Mark Mazzetti has a blockbuster piece in today’s New York Times about a secret order issued by Gen. David Petraeus last fall, with the aid of Adm. Eric Olson, that authorizes Special Operations Forces in the Middle East and South Asia to “fill intelligence gaps about terror organizations and other threats in the Middle East and beyond.” In practice — and a Petraeus spokesman declined comment here — that reportedly means engaging in covert action to fill those gaps. That means taking measures that the government would deny any knowledge of occurring (something the CIA is legally authorized to perform) rather than clandestine operations, in which the government merely denies involvement. Special operators can do clandestine stuff, but (typically) not covert stuff.
What might this mean in practice? Mazzetti:
General Petraeus’s September order is focused on intelligence gathering — by American troops, foreign businesspeople, academics or others — to identify militants and provide “persistent situational awareness,” while forging ties to local indigenous groups.
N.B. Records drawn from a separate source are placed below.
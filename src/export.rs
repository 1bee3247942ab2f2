//! Rendering and writing rows.
//!
//! The native output format is the input envelope itself (`"f0";"f1";...;"f9";`, one row per
//! line), so a saved selection can be loaded again. CSV and JSON exports are offered for other
//! tools.

use std::fmt;
use std::fs::{File, OpenOptions};
use std::io::{BufWriter, Write};
use std::path::Path;
use std::str::FromStr;

use serde::Serialize;

use crate::error::{TableError, TableResult};
use crate::types::{Column, FIELD_DELIMITER, Row, field_of};

/// Shown in place of empty fields by [`format_display_row`].
pub const EMPTY_FIELD_PLACEHOLDER: &str = "<empty>";

/// Separator between fields in console output.
pub const DISPLAY_SEPARATOR: &str = " | ";

/// Characters rejected in output file names on any supported platform.
const RESERVED_FILE_NAME_CHARS: &[char] = &['<', '>', ':', '"', '/', '\\', '|', '?', '*'];

/// Serialize a row in the input envelope: `"f0";"f1";...;"fN";`.
pub fn format_row(row: &[String]) -> String {
    format!("\"{}\";", row.join(FIELD_DELIMITER))
}

/// Human-readable row: fields joined by ` | `, empty fields replaced by a placeholder.
pub fn format_display_row(row: &[String]) -> String {
    row.iter()
        .map(|f| if f.is_empty() { EMPTY_FIELD_PLACEHOLDER } else { f.as_str() })
        .collect::<Vec<_>>()
        .join(DISPLAY_SEPARATOR)
}

/// Check that `name` can be used as an output file name (without extension).
///
/// # Errors
///
/// Returns [`TableError::InvalidArgument`] if the name is empty, `.`/`..`, or contains a path
/// separator, a reserved character or a control character.
pub fn validate_file_name(name: &str) -> TableResult<()> {
    if name.is_empty() || name == "." || name == ".." {
        return Err(TableError::invalid_argument(format!(
            "'{name}' is not a usable file name"
        )));
    }
    if let Some(c) = name
        .chars()
        .find(|c| c.is_control() || RESERVED_FILE_NAME_CHARS.contains(c))
    {
        return Err(TableError::invalid_argument(format!(
            "file name contains forbidden character {c:?}"
        )));
    }
    Ok(())
}

/// Supported output formats.
#[derive(Debug, Clone, Copy, PartialEq, Eq, Default)]
pub enum OutputFormat {
    /// Same envelope as the input file.
    #[default]
    Envelope,
    /// Comma-separated values with the English header as header record.
    Csv,
    /// Array of objects keyed by English column names.
    Json,
}

impl OutputFormat {
    /// File extension written by [`crate::session::Session::save`].
    pub fn file_extension(self) -> &'static str {
        match self {
            Self::Envelope => "txt",
            Self::Csv => "csv",
            Self::Json => "json",
        }
    }
}

impl fmt::Display for OutputFormat {
    fn fmt(&self, f: &mut fmt::Formatter<'_>) -> fmt::Result {
        f.write_str(match self {
            Self::Envelope => "envelope",
            Self::Csv => "csv",
            Self::Json => "json",
        })
    }
}

impl FromStr for OutputFormat {
    type Err = TableError;

    fn from_str(s: &str) -> Result<Self, Self::Err> {
        match s.to_ascii_lowercase().as_str() {
            "envelope" | "txt" => Ok(Self::Envelope),
            "csv" => Ok(Self::Csv),
            "json" => Ok(Self::Json),
            other => Err(TableError::invalid_argument(format!(
                "unknown output format '{other}' (expected envelope, csv or json)"
            ))),
        }
    }
}

#[derive(Serialize)]
struct RecordView<'a> {
    #[serde(rename = "ID")]
    id: &'a str,
    #[serde(rename = "Name")]
    name: &'a str,
    #[serde(rename = "LatinName")]
    latin_name: &'a str,
    #[serde(rename = "Photo")]
    photo: &'a str,
    #[serde(rename = "LandscapingZone")]
    landscaping_zone: &'a str,
    #[serde(rename = "ProsperityPeriod")]
    prosperity_period: &'a str,
    #[serde(rename = "Description")]
    description: &'a str,
    #[serde(rename = "LocationPlace")]
    location_place: &'a str,
    #[serde(rename = "ViewForm")]
    view_form: &'a str,
    global_id: &'a str,
}

impl<'a> RecordView<'a> {
    fn from_row(row: &'a [String]) -> TableResult<Self> {
        let f = |c: Column| field_of(row, c.index());
        Ok(Self {
            id: f(Column::Id)?,
            name: f(Column::Name)?,
            latin_name: f(Column::LatinName)?,
            photo: f(Column::Photo)?,
            landscaping_zone: f(Column::LandscapingZone)?,
            prosperity_period: f(Column::ProsperityPeriod)?,
            description: f(Column::Description)?,
            location_place: f(Column::LocationPlace)?,
            view_form: f(Column::ViewForm)?,
            global_id: f(Column::GlobalId)?,
        })
    }
}

/// Write `headers` followed by `rows` to `writer` in `format`.
///
/// JSON output omits the header rows (column names become object keys); CSV output keeps only
/// the first header row as its header record.
pub fn write_rows<W: Write>(
    mut writer: W,
    headers: &[Row],
    rows: &[Row],
    format: OutputFormat,
) -> TableResult<()> {
    match format {
        OutputFormat::Envelope => {
            for row in headers.iter().chain(rows) {
                writeln!(writer, "{}", format_row(row))?;
            }
            writer.flush()?;
        }
        OutputFormat::Csv => {
            let mut wtr = csv::Writer::from_writer(writer);
            if let Some(header) = headers.first() {
                wtr.write_record(header)?;
            }
            for row in rows {
                wtr.write_record(row)?;
            }
            wtr.flush()?;
        }
        OutputFormat::Json => {
            let records = rows
                .iter()
                .map(|r| RecordView::from_row(r))
                .collect::<TableResult<Vec<_>>>()?;
            serde_json::to_writer_pretty(&mut writer, &records)?;
            writeln!(writer)?;
            writer.flush()?;
        }
    }
    Ok(())
}

/// Create (or truncate) `path` and write `headers` followed by `rows` into it.
///
/// Envelope output is appended line by line to the emptied file; CSV and JSON go through
/// [`write_rows`].
pub fn save_rows(
    path: impl AsRef<Path>,
    headers: &[Row],
    rows: &[Row],
    format: OutputFormat,
) -> TableResult<()> {
    let path = path.as_ref();
    let file = File::create(path)?;
    match format {
        OutputFormat::Envelope => {
            drop(file);
            append_lines(path, headers.iter().chain(rows).map(|r| format_row(r)))
        }
        OutputFormat::Csv | OutputFormat::Json => {
            write_rows(BufWriter::new(file), headers, rows, format)
        }
    }
}

/// Append `lines` to `path`, one per line, creating the file if needed.
pub fn append_lines<I, S>(path: impl AsRef<Path>, lines: I) -> TableResult<()>
where
    I: IntoIterator<Item = S>,
    S: AsRef<str>,
{
    let file = OpenOptions::new().create(true).append(true).open(path)?;
    let mut writer = BufWriter::new(file);
    for line in lines {
        writeln!(writer, "{}", line.as_ref())?;
    }
    writer.flush()?;
    Ok(())
}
Petraeus’ spokesman declined comment. But if that’s faithfully reported, it sounds a lot like uniformed personnel could assume civilian cover for intelligence purposes. And that carries the non-trivial risk of unaffiliated businesspeople or academics or journalists or tourists in the Middle East or South Asia being presumed to be spies — and, hence, targets — by local security forces or extremists. Foreign allied governments in the region might also not like the U.S. sponsoring “local indigenous groups” that might destabilize their countries or threaten their rule.